- Task requirements:
Find the line that contains "assert_eq!(added, 3);". Restate it and each following line exactly, through the end of the records.

- Study material:

↓↓↓

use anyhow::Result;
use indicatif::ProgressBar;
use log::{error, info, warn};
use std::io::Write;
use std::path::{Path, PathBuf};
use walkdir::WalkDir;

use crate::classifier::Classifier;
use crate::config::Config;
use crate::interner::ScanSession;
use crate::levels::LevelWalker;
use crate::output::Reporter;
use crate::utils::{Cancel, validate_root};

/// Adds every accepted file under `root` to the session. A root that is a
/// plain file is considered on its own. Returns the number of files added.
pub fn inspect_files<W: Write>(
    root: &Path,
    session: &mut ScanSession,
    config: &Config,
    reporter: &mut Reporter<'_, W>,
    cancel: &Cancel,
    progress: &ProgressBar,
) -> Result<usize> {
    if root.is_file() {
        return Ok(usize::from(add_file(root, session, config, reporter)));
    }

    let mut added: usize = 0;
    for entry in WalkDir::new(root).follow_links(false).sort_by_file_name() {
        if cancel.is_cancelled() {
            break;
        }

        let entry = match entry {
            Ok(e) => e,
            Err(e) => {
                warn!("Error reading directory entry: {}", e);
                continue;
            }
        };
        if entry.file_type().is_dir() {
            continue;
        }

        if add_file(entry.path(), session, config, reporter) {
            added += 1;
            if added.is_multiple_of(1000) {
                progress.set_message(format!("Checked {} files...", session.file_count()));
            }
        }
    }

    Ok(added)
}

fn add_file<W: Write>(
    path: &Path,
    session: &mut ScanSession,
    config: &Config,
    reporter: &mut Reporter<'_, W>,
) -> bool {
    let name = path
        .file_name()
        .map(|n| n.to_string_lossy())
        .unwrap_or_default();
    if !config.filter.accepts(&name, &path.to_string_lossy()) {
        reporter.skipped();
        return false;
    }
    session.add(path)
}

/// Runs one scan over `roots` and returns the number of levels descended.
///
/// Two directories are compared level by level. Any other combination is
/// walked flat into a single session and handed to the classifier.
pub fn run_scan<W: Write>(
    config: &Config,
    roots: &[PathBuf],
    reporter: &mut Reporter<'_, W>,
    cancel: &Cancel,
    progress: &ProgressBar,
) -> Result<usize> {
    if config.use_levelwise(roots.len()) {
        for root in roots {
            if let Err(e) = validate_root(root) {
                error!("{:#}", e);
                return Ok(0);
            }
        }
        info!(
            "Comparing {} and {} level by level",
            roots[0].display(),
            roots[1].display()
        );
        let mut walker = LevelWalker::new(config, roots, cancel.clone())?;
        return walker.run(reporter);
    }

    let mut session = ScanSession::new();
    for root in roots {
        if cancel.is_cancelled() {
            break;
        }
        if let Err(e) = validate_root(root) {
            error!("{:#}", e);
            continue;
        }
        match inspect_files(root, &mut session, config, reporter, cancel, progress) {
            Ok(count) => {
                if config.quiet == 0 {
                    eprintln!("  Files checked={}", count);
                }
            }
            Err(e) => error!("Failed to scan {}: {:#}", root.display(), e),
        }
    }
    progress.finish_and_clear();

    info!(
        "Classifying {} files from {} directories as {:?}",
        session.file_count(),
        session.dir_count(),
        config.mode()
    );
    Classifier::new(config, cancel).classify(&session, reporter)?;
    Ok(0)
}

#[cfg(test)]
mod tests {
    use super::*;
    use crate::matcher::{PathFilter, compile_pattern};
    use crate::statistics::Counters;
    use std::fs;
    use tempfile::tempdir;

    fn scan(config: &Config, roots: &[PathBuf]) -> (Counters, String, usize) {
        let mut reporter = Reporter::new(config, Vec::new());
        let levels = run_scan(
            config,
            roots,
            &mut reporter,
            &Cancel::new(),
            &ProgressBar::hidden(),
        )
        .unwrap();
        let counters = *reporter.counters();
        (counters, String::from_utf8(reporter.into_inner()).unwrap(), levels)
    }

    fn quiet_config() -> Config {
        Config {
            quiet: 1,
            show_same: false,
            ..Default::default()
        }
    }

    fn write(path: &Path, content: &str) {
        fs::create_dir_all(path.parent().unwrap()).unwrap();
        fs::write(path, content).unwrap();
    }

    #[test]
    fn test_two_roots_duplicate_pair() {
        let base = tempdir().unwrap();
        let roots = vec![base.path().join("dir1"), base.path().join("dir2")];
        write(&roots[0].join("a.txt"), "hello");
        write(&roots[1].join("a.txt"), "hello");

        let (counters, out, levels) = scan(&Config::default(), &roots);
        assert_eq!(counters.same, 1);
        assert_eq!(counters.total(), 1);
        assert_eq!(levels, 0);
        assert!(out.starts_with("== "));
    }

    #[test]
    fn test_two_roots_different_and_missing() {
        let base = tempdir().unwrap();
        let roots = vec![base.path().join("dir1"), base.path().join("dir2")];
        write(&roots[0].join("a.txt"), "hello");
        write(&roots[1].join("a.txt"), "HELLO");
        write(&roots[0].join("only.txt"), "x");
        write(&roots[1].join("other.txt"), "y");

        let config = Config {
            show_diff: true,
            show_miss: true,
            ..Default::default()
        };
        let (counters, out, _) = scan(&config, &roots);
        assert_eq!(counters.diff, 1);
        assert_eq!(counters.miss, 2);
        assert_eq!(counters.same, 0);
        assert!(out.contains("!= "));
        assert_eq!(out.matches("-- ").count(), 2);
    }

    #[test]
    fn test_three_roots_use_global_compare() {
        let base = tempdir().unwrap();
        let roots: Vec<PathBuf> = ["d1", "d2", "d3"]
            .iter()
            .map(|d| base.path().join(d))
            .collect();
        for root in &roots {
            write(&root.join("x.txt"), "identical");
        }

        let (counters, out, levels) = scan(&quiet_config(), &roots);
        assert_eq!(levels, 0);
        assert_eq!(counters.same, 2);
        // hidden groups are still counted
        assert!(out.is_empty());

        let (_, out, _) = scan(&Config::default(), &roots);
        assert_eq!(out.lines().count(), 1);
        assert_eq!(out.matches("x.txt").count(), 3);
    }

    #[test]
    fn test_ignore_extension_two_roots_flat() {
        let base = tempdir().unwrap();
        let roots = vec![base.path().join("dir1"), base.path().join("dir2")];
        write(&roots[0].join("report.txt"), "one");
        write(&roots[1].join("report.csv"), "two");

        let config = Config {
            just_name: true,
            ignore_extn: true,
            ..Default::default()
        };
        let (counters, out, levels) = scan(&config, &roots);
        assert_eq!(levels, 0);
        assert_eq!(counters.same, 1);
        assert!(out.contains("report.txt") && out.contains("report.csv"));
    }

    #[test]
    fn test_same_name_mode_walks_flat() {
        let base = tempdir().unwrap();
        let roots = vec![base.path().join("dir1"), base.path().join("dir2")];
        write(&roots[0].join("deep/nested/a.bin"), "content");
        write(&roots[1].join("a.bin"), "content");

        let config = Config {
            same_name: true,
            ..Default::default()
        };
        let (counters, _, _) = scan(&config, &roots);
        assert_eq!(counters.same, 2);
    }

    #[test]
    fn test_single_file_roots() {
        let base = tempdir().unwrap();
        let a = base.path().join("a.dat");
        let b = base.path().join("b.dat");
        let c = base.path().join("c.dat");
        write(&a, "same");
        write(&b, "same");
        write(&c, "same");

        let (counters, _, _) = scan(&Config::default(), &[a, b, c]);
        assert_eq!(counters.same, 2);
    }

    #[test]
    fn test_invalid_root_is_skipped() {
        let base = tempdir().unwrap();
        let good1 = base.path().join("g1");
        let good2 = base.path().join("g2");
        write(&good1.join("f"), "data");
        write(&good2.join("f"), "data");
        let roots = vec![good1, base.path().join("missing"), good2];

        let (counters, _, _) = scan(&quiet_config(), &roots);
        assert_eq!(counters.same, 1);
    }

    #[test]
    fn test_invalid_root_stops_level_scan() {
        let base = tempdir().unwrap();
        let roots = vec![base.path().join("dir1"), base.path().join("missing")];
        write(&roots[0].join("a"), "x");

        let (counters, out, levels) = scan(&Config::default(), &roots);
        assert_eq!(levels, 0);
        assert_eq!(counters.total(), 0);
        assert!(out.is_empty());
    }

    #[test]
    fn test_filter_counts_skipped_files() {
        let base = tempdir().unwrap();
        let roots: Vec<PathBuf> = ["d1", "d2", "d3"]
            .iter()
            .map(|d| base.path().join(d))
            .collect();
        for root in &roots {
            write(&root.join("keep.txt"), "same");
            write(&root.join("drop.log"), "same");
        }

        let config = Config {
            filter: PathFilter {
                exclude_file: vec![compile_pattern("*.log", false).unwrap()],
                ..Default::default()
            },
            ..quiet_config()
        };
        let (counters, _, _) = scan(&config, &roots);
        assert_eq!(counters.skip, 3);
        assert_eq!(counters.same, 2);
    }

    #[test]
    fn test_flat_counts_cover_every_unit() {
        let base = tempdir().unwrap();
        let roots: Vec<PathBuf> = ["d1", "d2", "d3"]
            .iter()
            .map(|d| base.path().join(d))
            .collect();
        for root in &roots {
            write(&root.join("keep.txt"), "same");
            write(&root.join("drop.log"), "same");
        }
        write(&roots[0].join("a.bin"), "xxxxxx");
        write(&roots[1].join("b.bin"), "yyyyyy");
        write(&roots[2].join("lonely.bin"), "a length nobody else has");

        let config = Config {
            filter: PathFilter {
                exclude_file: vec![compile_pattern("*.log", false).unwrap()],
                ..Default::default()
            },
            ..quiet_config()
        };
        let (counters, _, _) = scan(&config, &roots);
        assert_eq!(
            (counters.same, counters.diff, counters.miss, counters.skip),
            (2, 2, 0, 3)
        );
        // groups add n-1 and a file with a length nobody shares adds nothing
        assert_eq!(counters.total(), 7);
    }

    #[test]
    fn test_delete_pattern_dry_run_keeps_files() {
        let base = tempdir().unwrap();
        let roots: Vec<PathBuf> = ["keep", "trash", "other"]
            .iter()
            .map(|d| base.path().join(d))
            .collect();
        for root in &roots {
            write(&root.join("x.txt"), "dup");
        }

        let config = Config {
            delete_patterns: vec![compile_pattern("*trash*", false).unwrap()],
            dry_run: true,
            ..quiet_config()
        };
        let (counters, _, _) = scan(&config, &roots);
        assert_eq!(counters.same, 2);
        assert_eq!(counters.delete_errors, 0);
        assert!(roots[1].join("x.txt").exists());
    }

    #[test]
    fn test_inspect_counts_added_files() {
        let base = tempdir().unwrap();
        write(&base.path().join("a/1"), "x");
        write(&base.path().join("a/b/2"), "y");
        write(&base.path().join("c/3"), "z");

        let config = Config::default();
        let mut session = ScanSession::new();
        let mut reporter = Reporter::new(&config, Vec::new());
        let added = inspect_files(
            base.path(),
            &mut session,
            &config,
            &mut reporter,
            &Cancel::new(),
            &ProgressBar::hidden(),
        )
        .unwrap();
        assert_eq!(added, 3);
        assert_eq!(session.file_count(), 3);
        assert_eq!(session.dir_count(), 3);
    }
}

↑↑↑

- Answer area:
        assert_eq!(added, 3);
        assert_eq!(session.file_count(), 3);
        assert_eq!(session.dir_count(), 3);
    }
}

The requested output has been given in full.